▶ Task directions: Copy the data exactly.

─── Given data

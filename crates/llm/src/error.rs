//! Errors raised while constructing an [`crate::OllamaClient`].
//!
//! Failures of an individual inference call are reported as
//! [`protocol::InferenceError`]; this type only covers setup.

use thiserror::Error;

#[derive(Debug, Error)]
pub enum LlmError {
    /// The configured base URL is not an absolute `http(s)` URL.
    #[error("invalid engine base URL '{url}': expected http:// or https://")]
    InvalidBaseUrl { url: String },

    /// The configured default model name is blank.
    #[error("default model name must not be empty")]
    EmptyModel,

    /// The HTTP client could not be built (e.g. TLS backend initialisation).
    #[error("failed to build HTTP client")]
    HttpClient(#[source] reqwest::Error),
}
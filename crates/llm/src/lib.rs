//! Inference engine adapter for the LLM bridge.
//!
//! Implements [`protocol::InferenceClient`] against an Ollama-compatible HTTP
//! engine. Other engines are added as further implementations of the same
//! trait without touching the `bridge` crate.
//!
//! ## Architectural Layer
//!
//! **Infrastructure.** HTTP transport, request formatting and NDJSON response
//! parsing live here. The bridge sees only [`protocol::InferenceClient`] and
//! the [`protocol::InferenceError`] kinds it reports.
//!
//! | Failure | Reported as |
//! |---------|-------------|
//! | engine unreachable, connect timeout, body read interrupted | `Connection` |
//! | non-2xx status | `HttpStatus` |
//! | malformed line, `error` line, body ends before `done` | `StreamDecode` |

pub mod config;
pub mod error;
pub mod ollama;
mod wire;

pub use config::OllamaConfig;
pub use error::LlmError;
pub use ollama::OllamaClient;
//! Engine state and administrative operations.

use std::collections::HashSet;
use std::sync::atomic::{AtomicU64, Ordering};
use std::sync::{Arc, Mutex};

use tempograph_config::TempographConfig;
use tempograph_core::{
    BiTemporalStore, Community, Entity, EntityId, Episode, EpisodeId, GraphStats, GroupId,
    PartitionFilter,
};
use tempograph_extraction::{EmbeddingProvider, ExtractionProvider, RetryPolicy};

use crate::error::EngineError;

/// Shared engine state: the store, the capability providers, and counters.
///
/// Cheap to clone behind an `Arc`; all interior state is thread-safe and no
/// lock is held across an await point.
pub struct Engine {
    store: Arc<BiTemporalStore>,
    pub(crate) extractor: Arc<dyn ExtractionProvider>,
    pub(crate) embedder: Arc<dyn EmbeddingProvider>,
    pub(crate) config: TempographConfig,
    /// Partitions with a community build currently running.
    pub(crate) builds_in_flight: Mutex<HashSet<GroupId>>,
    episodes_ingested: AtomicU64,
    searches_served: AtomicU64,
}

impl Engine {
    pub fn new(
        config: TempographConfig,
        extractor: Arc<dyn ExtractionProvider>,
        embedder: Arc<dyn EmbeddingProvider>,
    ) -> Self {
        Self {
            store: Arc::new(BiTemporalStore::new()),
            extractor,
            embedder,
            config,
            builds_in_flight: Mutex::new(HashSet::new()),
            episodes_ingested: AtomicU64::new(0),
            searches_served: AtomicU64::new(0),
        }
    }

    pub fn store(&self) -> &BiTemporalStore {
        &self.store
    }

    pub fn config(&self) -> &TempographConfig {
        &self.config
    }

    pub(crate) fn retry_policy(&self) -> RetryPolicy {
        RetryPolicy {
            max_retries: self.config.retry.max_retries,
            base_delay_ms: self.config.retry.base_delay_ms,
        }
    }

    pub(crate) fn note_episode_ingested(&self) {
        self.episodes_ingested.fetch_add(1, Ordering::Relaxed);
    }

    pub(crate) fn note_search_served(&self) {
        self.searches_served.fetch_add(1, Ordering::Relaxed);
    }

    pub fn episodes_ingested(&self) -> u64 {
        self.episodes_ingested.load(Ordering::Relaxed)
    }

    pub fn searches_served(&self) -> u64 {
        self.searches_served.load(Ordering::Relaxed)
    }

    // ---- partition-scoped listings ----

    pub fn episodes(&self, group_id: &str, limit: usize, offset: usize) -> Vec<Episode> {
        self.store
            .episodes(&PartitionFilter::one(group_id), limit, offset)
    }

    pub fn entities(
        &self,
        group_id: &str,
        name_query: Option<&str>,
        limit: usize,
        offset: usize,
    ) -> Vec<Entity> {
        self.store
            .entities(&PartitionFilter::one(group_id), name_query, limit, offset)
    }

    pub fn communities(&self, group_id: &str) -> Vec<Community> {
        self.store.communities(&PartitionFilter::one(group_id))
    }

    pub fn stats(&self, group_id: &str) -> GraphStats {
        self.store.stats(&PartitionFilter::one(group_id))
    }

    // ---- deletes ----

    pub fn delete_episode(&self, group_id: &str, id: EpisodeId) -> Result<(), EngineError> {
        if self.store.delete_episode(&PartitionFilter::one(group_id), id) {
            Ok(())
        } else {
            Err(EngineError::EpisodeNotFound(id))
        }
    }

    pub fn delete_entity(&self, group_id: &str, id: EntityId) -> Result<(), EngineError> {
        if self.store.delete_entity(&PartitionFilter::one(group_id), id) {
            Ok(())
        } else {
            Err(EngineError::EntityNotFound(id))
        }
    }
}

──────

▶ Answer below:
filename crates/llm/src/error.rs
//! Errors raised while constructing an [`crate::OllamaClient`].
//!
//! Failures of an individual inference call are reported as
//! [`protocol::InferenceError`]; this type only covers setup.

use thiserror::Error;

#[derive(Debug, Error)]
pub enum LlmError {
    /// The configured base URL is not an absolute `http(s)` URL.
    #[error("invalid engine base URL '{url}': expected http:// or https://")]
    InvalidBaseUrl { url: String },

    /// The configured default model name is blank.
    #[error("default model name must not be empty")]
    EmptyModel,

    /// The HTTP client could not be built (e.g. TLS backend initialisation).
    #[error("failed to build HTTP client")]
    HttpClient(#[source] reqwest::Error),
}
filename crates/llm/src/lib.rs
//! Inference engine adapter for the LLM bridge.
//!
//! Implements [`protocol::InferenceClient`] against an Ollama-compatible HTTP
//! engine. Other engines are added as further implementations of the same
//! trait without touching the `bridge` crate.
//!
//! ## Architectural Layer
//!
//! **Infrastructure.** HTTP transport, request formatting and NDJSON response
//! parsing live here. The bridge sees only [`protocol::InferenceClient`] and
//! the [`protocol::InferenceError`] kinds it reports.
//!
//! | Failure | Reported as |
//! |---------|-------------|
//! | engine unreachable, connect timeout, body read interrupted | `Connection` |
//! | non-2xx status | `HttpStatus` |
//! | malformed line, `error` line, body ends before `done` | `StreamDecode` |

pub mod config;
pub mod error;
pub mod ollama;
mod wire;

pub use config::OllamaConfig;
pub use error::LlmError;
pub use ollama::OllamaClient;
//! Engine state and administrative operations.

use std::collections::HashSet;
use std::sync::atomic::{AtomicU64, Ordering};
use std::sync::{Arc, Mutex};

use tempograph_config::TempographConfig;
use tempograph_core::{
    BiTemporalStore, Community, Entity, EntityId, Episode, EpisodeId, GraphStats, GroupId,
    PartitionFilter,
};
use tempograph_extraction::{EmbeddingProvider, ExtractionProvider, RetryPolicy};

use crate::error::EngineError;

/// Shared engine state: the store, the capability providers, and counters.
///
/// Cheap to clone behind an `Arc`; all interior state is thread-safe and no
/// lock is held across an await point.
pub struct Engine {
    store: Arc<BiTemporalStore>,
    pub(crate) extractor: Arc<dyn ExtractionProvider>,
    pub(crate) embedder: Arc<dyn EmbeddingProvider>,
    pub(crate) config: TempographConfig,
    /// Partitions with a community build currently running.
    pub(crate) builds_in_flight: Mutex<HashSet<GroupId>>,
    episodes_ingested: AtomicU64,
    searches_served: AtomicU64,
}

impl Engine {
    pub fn new(
        config: TempographConfig,
        extractor: Arc<dyn ExtractionProvider>,
        embedder: Arc<dyn EmbeddingProvider>,
    ) -> Self {
        Self {
            store: Arc::new(BiTemporalStore::new()),
            extractor,
            embedder,
            config,
            builds_in_flight: Mutex::new(HashSet::new()),
            episodes_ingested: AtomicU64::new(0),
            searches_served: AtomicU64::new(0),
        }
    }

    pub fn store(&self) -> &BiTemporalStore {
        &self.store
    }

    pub fn config(&self) -> &TempographConfig {
        &self.config
    }

    pub(crate) fn retry_policy(&self) -> RetryPolicy {
        RetryPolicy {
            max_retries: self.config.retry.max_retries,
            base_delay_ms: self.config.retry.base_delay_ms,
        }
    }

    pub(crate) fn note_episode_ingested(&self) {
        self.episodes_ingested.fetch_add(1, Ordering::Relaxed);
    }

    pub(crate) fn note_search_served(&self) {
        self.searches_served.fetch_add(1, Ordering::Relaxed);
    }

    pub fn episodes_ingested(&self) -> u64 {
        self.episodes_ingested.load(Ordering::Relaxed)
    }

    pub fn searches_served(&self) -> u64 {
        self.searches_served.load(Ordering::Relaxed)
    }

    // ---- partition-scoped listings ----

    pub fn episodes(&self, group_id: &str, limit: usize, offset: usize) -> Vec<Episode> {
        self.store
            .episodes(&PartitionFilter::one(group_id), limit, offset)
    }

    pub fn entities(
        &self,
        group_id: &str,
        name_query: Option<&str>,
        limit: usize,
        offset: usize,
    ) -> Vec<Entity> {
        self.store
            .entities(&PartitionFilter::one(group_id), name_query, limit, offset)
    }

    pub fn communities(&self, group_id: &str) -> Vec<Community> {
        self.store.communities(&PartitionFilter::one(group_id))
    }

    pub fn stats(&self, group_id: &str) -> GraphStats {
        self.store.stats(&PartitionFilter::one(group_id))
    }

    // ---- deletes ----

    pub fn delete_episode(&self, group_id: &str, id: EpisodeId) -> Result<(), EngineError> {
        if self.store.delete_episode(&PartitionFilter::one(group_id), id) {
            Ok(())
        } else {
            Err(EngineError::EpisodeNotFound(id))
        }
    }

    pub fn delete_entity(&self, group_id: &str, id: EntityId) -> Result<(), EngineError> {
        if self.store.delete_entity(&PartitionFilter::one(group_id), id) {
            Ok(())
        } else {
            Err(EngineError::EntityNotFound(id))
        }
    }
}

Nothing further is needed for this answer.